Can you make him receiving the thing he is requesting contingent upon him sitting quietly for a some reasonable length of time, and not giving in if he doesn't comply? If he's making these loud demands and then you're giving him what he's after (without requiring him to cease the demands for some length of time), then I'd imagine he thinks that his strategy works pretty well! The girls do well with this thing that our tutor taught them 'quiet hands'. When the girls get all uppity wanting something, we demand that they sit at the table with 'quiet hands' and will not honor their request until they comply. It works pretty well with them pestering for things. I still haven't found the answer on how to stop them from talking over anyone trying to make themselves heard.We had both the kitchen one and one like a stop watch timer from the sporting goods store..we used that one for kinderkids and the park..outings. It was very small and didnt bring attention to her..fit in the palm of your hand:)

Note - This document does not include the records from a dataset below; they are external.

use chrono::{Local, NaiveDateTime};
use uuid::Uuid;

use crate::components::editor::TaskEditor;
use crate::components::task_row::TaskRow;
use crate::core::list::{ListError, Sorting, TaskList};

const DUE_FORMAT: &str = "%Y-%m-%d %H:%M";

const USAGE: &str = "\
Usage: slate [COMMAND]

Commands:
  list [--sort due|completed|newest]    Show the task list (default)
  add <title> <details> [--due \"YYYY-MM-DD HH:MM\"]
  done <id>                             Toggle completion
  fav <id>                              Toggle favorite
  edit <id> [--title T] [--details D] [--due \"YYYY-MM-DD HH:MM\" | --no-due]
  rm <id>                               Delete a task

Task ids may be abbreviated to any unique prefix.";

pub fn run(list: &mut TaskList, args: &[String]) -> i32 {
    match args.first().map(String::as_str) {
        None | Some("list") => cmd_list(list, args.get(1..).unwrap_or(&[])),
        Some("add") => cmd_add(list, &args[1..]),
        Some("done") => cmd_toggle(list, &args[1..], Toggle::Completion),
        Some("fav") => cmd_toggle(list, &args[1..], Toggle::Favorite),
        Some("edit") => cmd_edit(list, &args[1..]),
        Some("rm") => cmd_rm(list, &args[1..]),
        Some("help" | "--help" | "-h") => {
            println!("{USAGE}");
            0
        }
        Some(other) => {
            eprintln!("Unknown command: {other}\n\n{USAGE}");
            2
        }
    }
}

enum Toggle {
    Completion,
    Favorite,
}

fn cmd_list(list: &mut TaskList, args: &[String]) -> i32 {
    let mut iter = args.iter();
    while let Some(arg) = iter.next() {
        match arg.as_str() {
            "--sort" => {
                let Some(value) = iter.next() else {
                    eprintln!("--sort needs a value: due, completed or newest");
                    return 2;
                };
                let Some(sorting) = parse_sorting(value) else {
                    eprintln!("Unknown sort mode '{value}': expected due, completed or newest");
                    return 2;
                };
                list.set_sorting(sorting);
            }
            other => {
                eprintln!("Unknown option: {other}");
                return 2;
            }
        }
    }

    let sorted = list.sorted_tasks();
    if sorted.is_empty() {
        println!("No tasks.");
        return 0;
    }
    println!("To Do List (sorted by {})", list.sorting().label());
    for task in &sorted {
        println!("{}  {}", short_id(task.id), TaskRow::from_task(task).render());
    }
    0
}

fn cmd_add(list: &mut TaskList, args: &[String]) -> i32 {
    let (Some(title), Some(details)) = (args.first(), args.get(1)) else {
        eprintln!("add needs a title and details");
        return 2;
    };

    let mut due = None;
    let mut iter = args[2..].iter();
    while let Some(arg) = iter.next() {
        match arg.as_str() {
            "--due" => {
                let Some(value) = iter.next() else {
                    eprintln!("--due needs a value ({DUE_FORMAT})");
                    return 2;
                };
                match parse_due(value) {
                    Some(parsed) => due = Some(parsed),
                    None => {
                        eprintln!("Could not parse due date '{value}' (expected {DUE_FORMAT})");
                        return 2;
                    }
                }
            }
            other => {
                eprintln!("Unknown option: {other}");
                return 2;
            }
        }
    }

    match list.create_task(title, details, due) {
        Ok(id) => {
            println!("Added task {}", short_id(id));
            0
        }
        Err(e) => report(e),
    }
}

fn cmd_toggle(list: &mut TaskList, args: &[String], which: Toggle) -> i32 {
    let Some(id) = args.first().and_then(|p| resolve(list, p)) else {
        return 1;
    };
    let result = match which {
        Toggle::Completion => list.toggle_completion(id),
        Toggle::Favorite => list.toggle_favorite(id),
    };
    if let Err(e) = result {
        return report(e);
    }
    if let Some(task) = list.task(id) {
        println!("{}  {}", short_id(id), TaskRow::from_task(task).render());
    }
    0
}

fn cmd_edit(list: &mut TaskList, args: &[String]) -> i32 {
    let Some(id) = args.first().and_then(|p| resolve(list, p)) else {
        return 1;
    };
    let now = Local::now().naive_local();
    let Some(task) = list.task(id) else {
        return 1;
    };
    let mut editor = TaskEditor::for_task(task, now);

    let mut iter = args[1..].iter();
    while let Some(arg) = iter.next() {
        match arg.as_str() {
            "--title" => {
                let Some(value) = iter.next() else {
                    eprintln!("--title needs a value");
                    return 2;
                };
                editor.set_title(value);
            }
            "--details" => {
                let Some(value) = iter.next() else {
                    eprintln!("--details needs a value");
                    return 2;
                };
                editor.set_details(value);
            }
            "--due" => {
                let Some(value) = iter.next() else {
                    eprintln!("--due needs a value ({DUE_FORMAT})");
                    return 2;
                };
                let Some(parsed) = parse_due(value) else {
                    eprintln!("Could not parse due date '{value}' (expected {DUE_FORMAT})");
                    return 2;
                };
                editor.set_due_enabled(true);
                editor.set_due_date(parsed, now);
            }
            "--no-due" => editor.set_due_enabled(false),
            other => {
                eprintln!("Unknown option: {other}");
                return 2;
            }
        }
    }

    if let Err(e) = editor.submit(list) {
        return report(e);
    }
    if let Some(task) = list.task(id) {
        println!("{}  {}", short_id(id), TaskRow::from_task(task).render());
    }
    0
}

fn cmd_rm(list: &mut TaskList, args: &[String]) -> i32 {
    let Some(id) = args.first().and_then(|p| resolve(list, p)) else {
        return 1;
    };
    match list.delete_task(id) {
        Ok(()) => {
            println!("Deleted task {}", short_id(id));
            0
        }
        Err(e) => report(e),
    }
}

/// Validation blocks the action and tells the user. A failed save is only
/// logged; the in-memory change stands as what the user sees.
fn report(error: ListError) -> i32 {
    match error {
        ListError::Validation => {
            eprintln!("Please enter both a title and details for the task.");
            1
        }
        ListError::Store(e) => {
            log::error!("Failed to persist task change: {}", e);
            0
        }
    }
}

fn resolve(list: &TaskList, prefix: &str) -> Option<Uuid> {
    // An empty prefix would match every id.
    if prefix.is_empty() {
        eprintln!("Task id must not be empty");
        return None;
    }
    let matches: Vec<Uuid> = list
        .tasks()
        .iter()
        .map(|t| t.id)
        .filter(|id| id.to_string().starts_with(prefix))
        .collect();
    match matches.as_slice() {
        [id] => Some(*id),
        [] => {
            eprintln!("No task matches id '{prefix}'");
            None
        }
        _ => {
            eprintln!("Id '{prefix}' is ambiguous ({} matches)", matches.len());
            None
        }
    }
}

fn parse_sorting(value: &str) -> Option<Sorting> {
    match value {
        "due" => Some(Sorting::DueDate),
        "completed" => Some(Sorting::IsCompleted),
        "newest" => Some(Sorting::NewestTask),
        _ => None,
    }
}

fn parse_due(value: &str) -> Option<NaiveDateTime> {
    if let Ok(parsed) = NaiveDateTime::parse_from_str(value, DUE_FORMAT) {
        return Some(parsed);
    }
    // Date-only input means start of day.
    chrono::NaiveDate::parse_from_str(value, "%Y-%m-%d")
        .ok()
        .and_then(|d| d.and_hms_opt(0, 0, 0))
}

fn short_id(id: Uuid) -> String {
    id.to_string()[..8].to_string()
}

#[cfg(test)]
mod tests {
    use super::*;

    #[test]
    fn parse_sorting_accepts_the_three_modes() {
        assert_eq!(parse_sorting("due"), Some(Sorting::DueDate));
        assert_eq!(parse_sorting("completed"), Some(Sorting::IsCompleted));
        assert_eq!(parse_sorting("newest"), Some(Sorting::NewestTask));
        assert_eq!(parse_sorting("alphabetical"), None);
    }

    #[test]
    fn resolve_requires_a_nonempty_unique_prefix() {
        let dir = std::env::temp_dir().join(format!("slate-resolve-{}", Uuid::new_v4()));
        std::fs::create_dir_all(&dir).unwrap();
        let store = crate::store::TaskStore::new(dir.join("tasks.json"));
        let mut list = TaskList::load(store).unwrap();
        let id = list.create_task("Buy milk", "2%", None).unwrap();

        // Empty input must not match the whole list.
        assert_eq!(resolve(&list, ""), None);
        let prefix = &id.to_string()[..8];
        assert_eq!(resolve(&list, prefix), Some(id));
        assert_eq!(resolve(&list, "zzzzzzzz"), None);
        std::fs::remove_dir_all(dir).unwrap();
    }

    #[test]
    fn parse_due_accepts_datetime_and_bare_date() {
        let full = parse_due("2026-09-01 14:30").unwrap();
        assert_eq!(full.format("%Y-%m-%d %H:%M").to_string(), "2026-09-01 14:30");

        let bare = parse_due("2026-09-01").unwrap();
        assert_eq!(bare.format("%H:%M").to_string(), "00:00");

        assert!(parse_due("tomorrow").is_none());
    }
}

- MASON figured out how to speed up time relative to everyone else! Jeeze, and even figured out how to do it without traveling at nearly the speed of light!
) and yes, its a big problem, id have no idea how to teach it to a kid, im just now learning to accept the fact that others will not draw the same conclusions as I am, and they r not automacicly wrong for doing so (common sence is merily a series of prejudices aqwired during a lifetime) I beleive ALbert Einstine said something similar, guess he did not have it, and neather do I, but to a degree, and it goes hand in hand with patence perhapse, as 1 would assume that things in life should just prgress 1 step 2 the next... sometimes the steps r giant leaps that take time...
they also have a timer wrist watch which is really good. It displays with a sweeping hand to show how much more time is left.